# who else vegetates?



## rooster831 (Oct 11, 2017)

It seems like every time i try to get off the road and clean my act up (job and the such) i vegetate and just can't seem to get my shit together long enough to even fill out some applications at some stupid fuckin gas station for example

i get comfy and all of a sudden i'm planning my next outing while i sit watch movies and just be lazy

anyone else relate?


----------



## Will Wood (Oct 11, 2017)

Nothing wrong with that. Your not a work machine..


----------



## rooster831 (Oct 11, 2017)

Will Wood said:


> Nothing wrong with that. Your not a work machine..



fuckin A, kid


----------



## deleted user (Oct 12, 2017)

Seems like the more stressed I get, the more lazy and seeking of superficial entertainment I am.


----------



## OutsideYourWorld (Oct 12, 2017)

This is what I like about the seasonal treeplanting and bush work in general. Once you head out of the door to work on day one, it just sucks you in until the season is done and you got that money  THEN you vegetate. That's exactly what i'm doing now... As I sit here with tea, weed, and It's Always Sunny.


----------



## Tude (Oct 12, 2017)

I certainly do ... I always on the go - with work, students following me out the door with questions (I think I'm the Pied Piper of college) and personal life - always something to do, repairs to be made, cleaning up after cats, dog and bf, etc. And so (and I feel like one coming on this Sunday) I opt out of all and vegetate. I'm housed and am a couchsurfing friendly person so I will vegetate by maybe making something eat, feed the cats and don't think the rest of the day other than which of my non cable channels has something decent to watch. 3 channels have either very old films, or they are B movies where I don't know anyone in them and after a while say what the fuck am I watching - sometimes though I do find a winner.
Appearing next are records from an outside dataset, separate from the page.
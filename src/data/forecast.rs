use std::fmt;

use super::engine::FilterOutcome;

pub const FORECAST_YEARS: [i32; 4] = [2024, 2025, 2026, 2027];

pub const BASINS: [&str; 5] = ["Burgos", "Sabinas", "Tampico", "Veracruz", "Sureste"];

const MAX_RISK: f64 = 0.9;

// ---------------------------------------------------------------------------
// Discovery forecast
// ---------------------------------------------------------------------------

/// Expected discoveries per year under three scenarios.
#[derive(Debug, Clone, PartialEq, Eq)]
pub struct DiscoveryForecast {
    pub years: Vec<i32>,
    pub conservative: Vec<i64>,
    pub base: Vec<i64>,
    pub optimistic: Vec<i64>,
}

impl DiscoveryForecast {
    pub fn from_outcome(outcome: &FilterOutcome<'_>) -> Self {
        let base = outcome.count as f64 * 2.0 + outcome.investment_total / 200.0;
        let steps = 0..FORECAST_YEARS.len();
        Self {
            years: FORECAST_YEARS.to_vec(),
            conservative: steps
                .clone()
                .map(|i| (base * 0.8 + i as f64).trunc() as i64)
                .collect(),
            base: steps
                .clone()
                .map(|i| (base + i as f64 * 1.5).trunc() as i64)
                .collect(),
            optimistic: steps
                .map(|i| (base * 1.2 + i as f64 * 2.0).trunc() as i64)
                .collect(),
        }
    }
}

// ---------------------------------------------------------------------------
// Geological risk
// ---------------------------------------------------------------------------

#[derive(Debug, Clone, Copy, PartialEq, Eq, Hash)]
pub enum RiskBand {
    Low,
    Medium,
    High,
}

impl RiskBand {
    pub fn classify(probability: f64) -> Self {
        if probability > 0.6 {
            RiskBand::High
        } else if probability > 0.3 {
            RiskBand::Medium
        } else {
            RiskBand::Low
        }
    }
}

impl fmt::Display for RiskBand {
    fn fmt(&self, f: &mut fmt::Formatter<'_>) -> fmt::Result {
        match self {
            RiskBand::Low => write!(f, "Low"),
            RiskBand::Medium => write!(f, "Medium"),
            RiskBand::High => write!(f, "High"),
        }
    }
}

/// Probability of failure for one basin.
#[derive(Debug, Clone, PartialEq)]
pub struct BasinRisk {
    pub basin: &'static str,
    pub probability: f64,
    pub band: RiskBand,
}

/// Risk per basin; more matched areas lower the baseline.
pub fn geological_risk(outcome: &FilterOutcome<'_>) -> Vec<BasinRisk> {
    let base_risk = 0.3 + 0.5 / (outcome.count as f64 + 1.0);
    BASINS
        .iter()
        .enumerate()
        .map(|(i, &basin)| {
            let probability = (base_risk + i as f64 * 0.1).min(MAX_RISK);
            BasinRisk {
                basin,
                probability,
                band: RiskBand::classify(probability),
            }
        })
        .collect()
}

#[cfg(test)]
mod tests {
    use super::*;
    use crate::data::engine::compute_reference;
    use crate::data::filter::FilterSelection;

    #[test]
    fn forecast_for_default_selection() {
        // base = 2 + 2.25
        let out = compute_reference(&FilterSelection::default());
        let f = DiscoveryForecast::from_outcome(&out);
        assert_eq!(f.years, vec![2024, 2025, 2026, 2027]);
        assert_eq!(f.conservative, vec![3, 4, 5, 6]);
        assert_eq!(f.base, vec![4, 5, 7, 8]);
        assert_eq!(f.optimistic, vec![5, 7, 9, 11]);
    }

    #[test]
    fn forecast_for_empty_outcome_starts_at_zero() {
        let out = compute_reference(&FilterSelection::none());
        let f = DiscoveryForecast::from_outcome(&out);
        assert_eq!(f.conservative, vec![0, 1, 2, 3]);
        assert_eq!(f.base, vec![0, 1, 3, 4]);
        assert_eq!(f.optimistic, vec![0, 2, 4, 6]);
    }

    #[test]
    fn risk_with_no_areas_saturates() {
        let out = compute_reference(&FilterSelection::none());
        let risk = geological_risk(&out);
        assert_eq!(risk.len(), 5);
        assert!((risk[0].probability - 0.8).abs() < 1e-9);
        assert_eq!(risk[0].band, RiskBand::High);
        assert!(risk[1..].iter().all(|r| (r.probability - MAX_RISK).abs() < 1e-9));
    }

    #[test]
    fn risk_bands_for_default_selection() {
        // base_risk = 0.3 + 0.25
        let out = compute_reference(&FilterSelection::default());
        let risk = geological_risk(&out);
        assert!((risk[0].probability - 0.55).abs() < 1e-9);
        assert_eq!(risk[0].band, RiskBand::Medium);
        assert_eq!(risk[1].band, RiskBand::High);
        assert_eq!(risk[4].probability, MAX_RISK);
    }

    #[test]
    fn classify_boundaries_are_exclusive() {
        assert_eq!(RiskBand::classify(0.3), RiskBand::Low);
        assert_eq!(RiskBand::classify(0.31), RiskBand::Medium);
        assert_eq!(RiskBand::classify(0.6), RiskBand::Medium);
        assert_eq!(RiskBand::classify(0.61), RiskBand::High);
    }
}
So I relax and don't think - just veg ....


----------



## Desperado Deluxe (Oct 12, 2017)

I'm like the opposite when I'm on the road I tend to get lazy because I wake up with nothing to do/no direction. got all the time in the world right? except when I'm on a mission I tend to just chill out.. when I'm in a house I tend to be super active usually working. and when not working I usually have something planned like a hike or a project I'm working on. unless I'm couch surfing then I tend to mostly chill and read/work on art because I'm tired. usually pretty busy most of the time pretty high strung person really.


----------



## apathyfaction (Oct 22, 2017)

I vegetate on the road too, to be fair. Or I used to. Spent all my time wandering from bench to bench or mall to mall and watching people for hours. Only ever got off my ads when I absolutely needed something or it was time to move on.

But I used to couchsurf, mostly, so veging at someone else's house was generally an option.

But yeah. At home I tend to procrastinate applications and whatever. Slow man. That's what my grandma called me. Slow, man.


----------